EXERCISE DIRECTIONS: Output, word for word, the lines of this listing that fall between the line with "filename src/backend/msbuild/builtins.rs" and the line with "let mut outputs", counting both of those lines, and no others.

DATA:

────────

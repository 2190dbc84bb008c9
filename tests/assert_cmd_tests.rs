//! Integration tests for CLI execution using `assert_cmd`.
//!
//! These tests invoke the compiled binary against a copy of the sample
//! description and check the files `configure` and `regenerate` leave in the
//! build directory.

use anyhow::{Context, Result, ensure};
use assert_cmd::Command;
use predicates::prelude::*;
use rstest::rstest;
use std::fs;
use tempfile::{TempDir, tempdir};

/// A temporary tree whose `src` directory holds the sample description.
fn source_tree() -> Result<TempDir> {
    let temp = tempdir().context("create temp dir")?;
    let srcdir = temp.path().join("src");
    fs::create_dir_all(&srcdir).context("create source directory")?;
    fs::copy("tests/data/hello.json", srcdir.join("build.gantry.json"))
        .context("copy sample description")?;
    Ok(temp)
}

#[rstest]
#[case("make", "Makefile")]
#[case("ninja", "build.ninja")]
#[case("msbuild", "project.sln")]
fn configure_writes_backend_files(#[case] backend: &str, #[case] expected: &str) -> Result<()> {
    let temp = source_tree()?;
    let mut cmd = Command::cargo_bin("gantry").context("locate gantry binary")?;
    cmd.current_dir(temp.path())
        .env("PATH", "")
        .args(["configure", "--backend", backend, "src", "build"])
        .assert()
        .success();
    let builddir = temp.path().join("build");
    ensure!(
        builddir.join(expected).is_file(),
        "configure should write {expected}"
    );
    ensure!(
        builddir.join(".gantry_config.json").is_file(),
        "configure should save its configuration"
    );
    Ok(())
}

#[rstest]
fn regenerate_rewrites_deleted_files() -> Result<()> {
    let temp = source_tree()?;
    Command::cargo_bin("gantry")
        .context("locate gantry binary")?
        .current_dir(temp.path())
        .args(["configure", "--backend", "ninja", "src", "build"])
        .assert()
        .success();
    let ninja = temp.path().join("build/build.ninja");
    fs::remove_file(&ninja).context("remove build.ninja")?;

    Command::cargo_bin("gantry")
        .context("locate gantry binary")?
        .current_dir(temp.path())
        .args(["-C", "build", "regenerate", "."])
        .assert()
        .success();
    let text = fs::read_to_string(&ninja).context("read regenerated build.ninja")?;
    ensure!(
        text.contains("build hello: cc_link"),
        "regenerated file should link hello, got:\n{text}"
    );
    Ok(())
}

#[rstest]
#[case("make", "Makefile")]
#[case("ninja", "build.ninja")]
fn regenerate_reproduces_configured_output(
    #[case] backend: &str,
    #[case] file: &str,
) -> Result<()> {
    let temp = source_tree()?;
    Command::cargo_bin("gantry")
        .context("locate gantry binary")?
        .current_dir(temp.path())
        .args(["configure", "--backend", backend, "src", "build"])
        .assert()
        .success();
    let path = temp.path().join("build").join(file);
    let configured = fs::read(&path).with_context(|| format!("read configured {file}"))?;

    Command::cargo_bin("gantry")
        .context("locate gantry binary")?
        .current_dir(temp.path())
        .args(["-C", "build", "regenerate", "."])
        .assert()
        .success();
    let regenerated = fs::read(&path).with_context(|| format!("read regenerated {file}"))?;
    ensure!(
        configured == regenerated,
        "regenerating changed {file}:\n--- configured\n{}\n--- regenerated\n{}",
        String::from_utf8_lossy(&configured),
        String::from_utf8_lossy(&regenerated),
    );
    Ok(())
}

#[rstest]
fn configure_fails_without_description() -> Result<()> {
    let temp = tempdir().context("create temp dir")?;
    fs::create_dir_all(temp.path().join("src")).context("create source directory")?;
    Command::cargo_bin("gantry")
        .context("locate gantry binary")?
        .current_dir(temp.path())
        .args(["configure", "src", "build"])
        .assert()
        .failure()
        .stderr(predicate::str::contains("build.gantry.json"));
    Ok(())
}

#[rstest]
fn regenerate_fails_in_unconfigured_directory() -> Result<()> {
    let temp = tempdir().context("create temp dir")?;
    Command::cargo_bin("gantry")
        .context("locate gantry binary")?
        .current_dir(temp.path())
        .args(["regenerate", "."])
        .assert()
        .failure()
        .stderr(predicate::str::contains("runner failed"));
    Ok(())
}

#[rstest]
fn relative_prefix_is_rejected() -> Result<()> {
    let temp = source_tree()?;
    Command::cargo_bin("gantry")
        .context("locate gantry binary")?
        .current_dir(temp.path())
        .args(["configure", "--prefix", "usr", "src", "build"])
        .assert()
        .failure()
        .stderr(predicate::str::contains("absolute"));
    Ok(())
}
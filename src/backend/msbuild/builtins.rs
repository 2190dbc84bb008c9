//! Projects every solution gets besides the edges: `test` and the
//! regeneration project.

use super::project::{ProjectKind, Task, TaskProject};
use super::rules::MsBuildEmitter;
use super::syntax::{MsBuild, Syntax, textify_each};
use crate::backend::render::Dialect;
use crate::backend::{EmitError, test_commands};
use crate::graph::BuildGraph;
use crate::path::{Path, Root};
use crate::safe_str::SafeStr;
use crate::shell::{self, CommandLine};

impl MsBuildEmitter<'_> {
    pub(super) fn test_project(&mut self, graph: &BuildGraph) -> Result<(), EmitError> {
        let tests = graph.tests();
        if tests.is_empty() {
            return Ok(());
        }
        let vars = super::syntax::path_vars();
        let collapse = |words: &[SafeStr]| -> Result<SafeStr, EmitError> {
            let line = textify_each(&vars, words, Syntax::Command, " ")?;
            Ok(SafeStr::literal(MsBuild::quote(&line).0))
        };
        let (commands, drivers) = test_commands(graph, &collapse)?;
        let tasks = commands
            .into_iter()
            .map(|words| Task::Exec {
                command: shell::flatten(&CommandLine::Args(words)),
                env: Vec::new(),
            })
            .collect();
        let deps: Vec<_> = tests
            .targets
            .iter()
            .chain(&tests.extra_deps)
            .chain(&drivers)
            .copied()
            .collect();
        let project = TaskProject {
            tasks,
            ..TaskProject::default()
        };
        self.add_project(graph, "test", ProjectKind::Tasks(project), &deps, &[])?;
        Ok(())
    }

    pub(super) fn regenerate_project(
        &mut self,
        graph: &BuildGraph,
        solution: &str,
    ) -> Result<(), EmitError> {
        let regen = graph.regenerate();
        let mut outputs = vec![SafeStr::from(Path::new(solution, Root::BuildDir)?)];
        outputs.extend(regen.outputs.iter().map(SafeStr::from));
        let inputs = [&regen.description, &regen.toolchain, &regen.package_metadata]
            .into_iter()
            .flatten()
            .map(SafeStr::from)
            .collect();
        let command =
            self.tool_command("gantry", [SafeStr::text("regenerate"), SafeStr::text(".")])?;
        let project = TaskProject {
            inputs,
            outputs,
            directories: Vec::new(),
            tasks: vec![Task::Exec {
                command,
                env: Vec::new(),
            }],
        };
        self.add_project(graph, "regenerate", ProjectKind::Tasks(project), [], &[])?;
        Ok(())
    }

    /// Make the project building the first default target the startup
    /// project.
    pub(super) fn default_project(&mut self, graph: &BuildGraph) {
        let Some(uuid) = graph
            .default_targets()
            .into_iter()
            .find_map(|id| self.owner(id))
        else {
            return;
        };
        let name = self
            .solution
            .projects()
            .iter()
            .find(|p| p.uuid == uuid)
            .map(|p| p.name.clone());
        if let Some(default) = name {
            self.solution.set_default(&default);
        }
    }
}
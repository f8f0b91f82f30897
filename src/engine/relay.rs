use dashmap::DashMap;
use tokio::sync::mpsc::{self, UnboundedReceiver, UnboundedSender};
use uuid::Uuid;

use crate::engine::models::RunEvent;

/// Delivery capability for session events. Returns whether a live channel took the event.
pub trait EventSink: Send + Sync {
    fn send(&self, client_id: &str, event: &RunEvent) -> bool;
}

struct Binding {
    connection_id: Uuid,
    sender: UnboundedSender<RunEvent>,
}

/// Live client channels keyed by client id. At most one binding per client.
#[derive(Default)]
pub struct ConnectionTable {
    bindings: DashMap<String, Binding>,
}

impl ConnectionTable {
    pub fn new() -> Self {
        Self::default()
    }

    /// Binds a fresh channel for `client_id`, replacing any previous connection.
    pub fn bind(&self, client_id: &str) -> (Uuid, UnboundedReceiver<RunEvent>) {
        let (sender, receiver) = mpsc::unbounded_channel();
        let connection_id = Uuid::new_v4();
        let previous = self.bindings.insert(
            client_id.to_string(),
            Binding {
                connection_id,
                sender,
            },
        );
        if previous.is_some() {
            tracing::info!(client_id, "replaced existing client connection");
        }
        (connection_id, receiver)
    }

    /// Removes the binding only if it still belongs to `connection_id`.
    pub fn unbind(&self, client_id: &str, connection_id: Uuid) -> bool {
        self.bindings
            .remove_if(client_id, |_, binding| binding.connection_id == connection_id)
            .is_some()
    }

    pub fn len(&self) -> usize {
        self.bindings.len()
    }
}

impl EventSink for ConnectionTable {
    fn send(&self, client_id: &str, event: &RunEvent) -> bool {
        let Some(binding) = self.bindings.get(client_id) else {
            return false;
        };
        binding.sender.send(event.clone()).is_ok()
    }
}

────────

RESPONSE AREA:
filename src/backend/msbuild/builtins.rs
repository 2190dbc84bb008c9
//! Projects every solution gets besides the edges: `test` and the
//! regeneration project.

use super::project::{ProjectKind, Task, TaskProject};
use super::rules::MsBuildEmitter;
use super::syntax::{MsBuild, Syntax, textify_each};
use crate::backend::render::Dialect;
use crate::backend::{EmitError, test_commands};
use crate::graph::BuildGraph;
use crate::path::{Path, Root};
use crate::safe_str::SafeStr;
use crate::shell::{self, CommandLine};

impl MsBuildEmitter<'_> {
    pub(super) fn test_project(&mut self, graph: &BuildGraph) -> Result<(), EmitError> {
        let tests = graph.tests();
        if tests.is_empty() {
            return Ok(());
        }
        let vars = super::syntax::path_vars();
        let collapse = |words: &[SafeStr]| -> Result<SafeStr, EmitError> {
            let line = textify_each(&vars, words, Syntax::Command, " ")?;
            Ok(SafeStr::literal(MsBuild::quote(&line).0))
        };
        let (commands, drivers) = test_commands(graph, &collapse)?;
        let tasks = commands
            .into_iter()
            .map(|words| Task::Exec {
                command: shell::flatten(&CommandLine::Args(words)),
                env: Vec::new(),
            })
            .collect();
        let deps: Vec<_> = tests
            .targets
            .iter()
            .chain(&tests.extra_deps)
            .chain(&drivers)
            .copied()
            .collect();
        let project = TaskProject {
            tasks,
            ..TaskProject::default()
        };
        self.add_project(graph, "test", ProjectKind::Tasks(project), &deps, &[])?;
        Ok(())
    }

    pub(super) fn regenerate_project(
        &mut self,
        graph: &BuildGraph,
        solution: &str,
    ) -> Result<(), EmitError> {
        let regen = graph.regenerate();
        let mut outputs = vec![SafeStr::from(Path::new(solution, Root::BuildDir)?)];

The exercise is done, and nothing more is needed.